++++ DATA

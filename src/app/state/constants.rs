use iced::Color;
use once_cell::sync::Lazy;
use std::time::Duration;

/// Reading-line colour presets offered in the settings panel.
pub(crate) const CUE_COLOR_PRESETS: [&str; 8] = [
    "#30d158", "#0a84ff", "#ff453a", "#ff9f0a", "#ffd60a", "#bf5af2", "#ff375f", "#ffffff",
];

pub(crate) const SIDEBAR_WIDTH: f32 = 260.0;
pub(crate) const SETTINGS_PANEL_WIDTH: f32 = 300.0;
pub(crate) const CONTROL_BAR_HEIGHT: f32 = 56.0;
pub(crate) const PROGRESS_BAR_HEIGHT: f32 = 4.0;
pub(crate) const CUE_ARROW_WIDTH: f32 = 18.0;
pub(crate) const CUE_ARROW_HEIGHT: f32 = 22.0;
pub(crate) const CUE_ARROW_INSET: f32 = 8.0;
/// Pixels per wheel "line" when the platform reports lines.
pub(crate) const WHEEL_LINE_PX: f32 = 100.0;

pub(crate) const SIGNAL_POLL_INTERVAL: Duration = Duration::from_millis(250);
pub(crate) const ELAPSED_TICK_INTERVAL: Duration = Duration::from_secs(1);
pub(crate) const AUTOSAVE_POLL_INTERVAL: Duration = Duration::from_millis(250);

pub(crate) static SURFACE_BACKGROUND: Lazy<Color> = Lazy::new(|| Color::from_rgb8(0, 0, 0));
pub(crate) static SURFACE_TEXT: Lazy<Color> = Lazy::new(|| Color::from_rgb8(0xf5, 0xf5, 0xf7));
pub(crate) static MARKER_TEXT: Lazy<Color> = Lazy::new(|| Color::from_rgb8(0x8e, 0x8e, 0x93));
pub(crate) static PROGRESS_TRACK: Lazy<Color> = Lazy::new(|| Color::from_rgb8(0x2c, 0x2c, 0x2e));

++++++++

▸ WHAT THE TASK REQUIRES: Please repeat the data in full so that nothing differs from the original.

▸ TASK RESULT:
filename src/app/state/constants.rs
use iced::Color;
use once_cell::sync::Lazy;
use std::time::Duration;

/// Reading-line colour presets offered in the settings panel.
pub(crate) const CUE_COLOR_PRESETS: [&str; 8] = [
    "#30d158", "#0a84ff", "#ff453a", "#ff9f0a", "#ffd60a", "#bf5af2", "#ff375f", "#ffffff",
];

pub(crate) const SIDEBAR_WIDTH: f32 = 260.0;
pub(crate) const SETTINGS_PANEL_WIDTH: f32 = 300.0;
pub(crate) const CONTROL_BAR_HEIGHT: f32 = 56.0;
pub(crate) const PROGRESS_BAR_HEIGHT: f32 = 4.0;
pub(crate) const CUE_ARROW_WIDTH: f32 = 18.0;
pub(crate) const CUE_ARROW_HEIGHT: f32 = 22.0;
pub(crate) const CUE_ARROW_INSET: f32 = 8.0;
/// Pixels per wheel "line" when the platform reports lines.
pub(crate) const WHEEL_LINE_PX: f32 = 100.0;

pub(crate) const SIGNAL_POLL_INTERVAL: Duration = Duration::from_millis(250);
pub(crate) const ELAPSED_TICK_INTERVAL: Duration = Duration::from_secs(1);
pub(crate) const AUTOSAVE_POLL_INTERVAL: Duration = Duration::from_millis(250);

pub(crate) static SURFACE_BACKGROUND: Lazy<Color> = Lazy::new(|| Color::from_rgb8(0, 0, 0));
pub(crate) static SURFACE_TEXT: Lazy<Color> = Lazy::new(|| Color::from_rgb8(0xf5, 0xf5, 0xf7));
pub(crate) static MARKER_TEXT: Lazy<Color> = Lazy::new(|| Color::from_rgb8(0x8e, 0x8e, 0x93));
pub(crate) static PROGRESS_TRACK: Lazy<Color> = Lazy::new(|| Color::from_rgb8(0x2c, 0x2c, 0x2e));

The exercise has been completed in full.